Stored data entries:

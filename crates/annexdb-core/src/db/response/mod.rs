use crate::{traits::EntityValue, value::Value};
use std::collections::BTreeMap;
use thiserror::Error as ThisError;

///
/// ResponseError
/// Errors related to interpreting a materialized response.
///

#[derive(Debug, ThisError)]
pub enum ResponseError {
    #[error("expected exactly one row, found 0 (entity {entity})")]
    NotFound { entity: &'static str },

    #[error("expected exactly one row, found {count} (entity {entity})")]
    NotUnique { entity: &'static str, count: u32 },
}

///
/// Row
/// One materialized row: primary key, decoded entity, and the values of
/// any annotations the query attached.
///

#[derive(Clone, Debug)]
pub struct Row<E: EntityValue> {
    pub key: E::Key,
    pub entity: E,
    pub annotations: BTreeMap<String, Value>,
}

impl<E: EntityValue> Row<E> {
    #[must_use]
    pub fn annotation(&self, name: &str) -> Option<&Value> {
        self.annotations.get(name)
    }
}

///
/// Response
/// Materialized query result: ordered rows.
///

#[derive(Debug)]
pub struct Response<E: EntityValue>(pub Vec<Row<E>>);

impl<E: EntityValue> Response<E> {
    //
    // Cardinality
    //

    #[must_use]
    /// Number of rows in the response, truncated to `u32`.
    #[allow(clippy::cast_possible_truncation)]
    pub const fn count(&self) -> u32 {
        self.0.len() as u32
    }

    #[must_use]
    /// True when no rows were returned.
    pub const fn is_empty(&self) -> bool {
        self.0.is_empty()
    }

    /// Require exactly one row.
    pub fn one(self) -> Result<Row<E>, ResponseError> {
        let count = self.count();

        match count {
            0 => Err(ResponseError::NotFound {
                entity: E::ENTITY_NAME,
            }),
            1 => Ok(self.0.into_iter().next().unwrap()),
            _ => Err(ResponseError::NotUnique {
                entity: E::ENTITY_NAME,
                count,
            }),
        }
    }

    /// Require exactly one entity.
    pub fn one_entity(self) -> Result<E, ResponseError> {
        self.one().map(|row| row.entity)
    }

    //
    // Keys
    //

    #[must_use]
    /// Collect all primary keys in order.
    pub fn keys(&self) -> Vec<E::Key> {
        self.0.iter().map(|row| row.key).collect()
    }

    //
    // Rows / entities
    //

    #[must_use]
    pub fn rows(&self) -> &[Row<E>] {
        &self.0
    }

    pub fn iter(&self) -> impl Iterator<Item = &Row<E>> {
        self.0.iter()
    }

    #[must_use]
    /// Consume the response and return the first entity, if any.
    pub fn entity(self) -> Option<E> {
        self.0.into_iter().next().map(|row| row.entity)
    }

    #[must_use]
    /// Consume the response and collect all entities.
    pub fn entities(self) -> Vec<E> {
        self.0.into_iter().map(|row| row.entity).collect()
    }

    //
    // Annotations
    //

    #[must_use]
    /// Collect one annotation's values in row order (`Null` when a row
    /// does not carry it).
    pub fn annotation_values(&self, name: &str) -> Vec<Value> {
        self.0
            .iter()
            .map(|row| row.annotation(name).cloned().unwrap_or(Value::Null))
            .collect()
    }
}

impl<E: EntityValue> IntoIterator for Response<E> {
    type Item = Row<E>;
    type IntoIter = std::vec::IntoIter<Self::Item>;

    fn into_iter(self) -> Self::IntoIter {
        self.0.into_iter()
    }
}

- Exercise requirements: Return every entry exactly.

- Response for this exercise:
filename crates/annexdb-core/src/db/response/mod.rs
use crate::{traits::EntityValue, value::Value};
use std::collections::BTreeMap;
use thiserror::Error as ThisError;

///
/// ResponseError
/// Errors related to interpreting a materialized response.
///

#[derive(Debug, ThisError)]
pub enum ResponseError {
    #[error("expected exactly one row, found 0 (entity {entity})")]
    NotFound { entity: &'static str },

    #[error("expected exactly one row, found {count} (entity {entity})")]
    NotUnique { entity: &'static str, count: u32 },
}

///
/// Row
/// One materialized row: primary key, decoded entity, and the values of
/// any annotations the query attached.
///

#[derive(Clone, Debug)]
pub struct Row<E: EntityValue> {
    pub key: E::Key,
    pub entity: E,
    pub annotations: BTreeMap<String, Value>,
}

impl<E: EntityValue> Row<E> {
    #[must_use]
    pub fn annotation(&self, name: &str) -> Option<&Value> {
        self.annotations.get(name)
    }
}

///
/// Response
/// Materialized query result: ordered rows.
///

#[derive(Debug)]
pub struct Response<E: EntityValue>(pub Vec<Row<E>>);

impl<E: EntityValue> Response<E> {
    //
    // Cardinality
    //

    #[must_use]
    /// Number of rows in the response, truncated to `u32`.
    #[allow(clippy::cast_possible_truncation)]
    pub const fn count(&self) -> u32 {
        self.0.len() as u32
    }

    #[must_use]
    /// True when no rows were returned.
    pub const fn is_empty(&self) -> bool {
        self.0.is_empty()
    }

    /// Require exactly one row.
    pub fn one(self) -> Result<Row<E>, ResponseError> {
        let count = self.count();

        match count {
            0 => Err(ResponseError::NotFound {
                entity: E::ENTITY_NAME,
            }),
            1 => Ok(self.0.into_iter().next().unwrap()),
            _ => Err(ResponseError::NotUnique {
                entity: E::ENTITY_NAME,
                count,
            }),
        }
    }

    /// Require exactly one entity.
    pub fn one_entity(self) -> Result<E, ResponseError> {
        self.one().map(|row| row.entity)
    }

    //
    // Keys
    //

    #[must_use]
    /// Collect all primary keys in order.
    pub fn keys(&self) -> Vec<E::Key> {
        self.0.iter().map(|row| row.key).collect()
    }

    //
    // Rows / entities
    //

    #[must_use]
    pub fn rows(&self) -> &[Row<E>] {
        &self.0
    }

    pub fn iter(&self) -> impl Iterator<Item = &Row<E>> {
        self.0.iter()
    }

    #[must_use]
    /// Consume the response and return the first entity, if any.
    pub fn entity(self) -> Option<E> {
        self.0.into_iter().next().map(|row| row.entity)
    }

    #[must_use]
    /// Consume the response and collect all entities.
    pub fn entities(self) -> Vec<E> {
        self.0.into_iter().map(|row| row.entity).collect()
    }

    //
    // Annotations
    //

    #[must_use]
    /// Collect one annotation's values in row order (`Null` when a row
    /// does not carry it).
    pub fn annotation_values(&self, name: &str) -> Vec<Value> {
        self.0
            .iter()
            .map(|row| row.annotation(name).cloned().unwrap_or(Value::Null))
            .collect()
    }
}

impl<E: EntityValue> IntoIterator for Response<E> {
    type Item = Row<E>;
    type IntoIter = std::vec::IntoIter<Self::Item>;

    fn into_iter(self) -> Self::IntoIter {
        self.0.into_iter()
    }
}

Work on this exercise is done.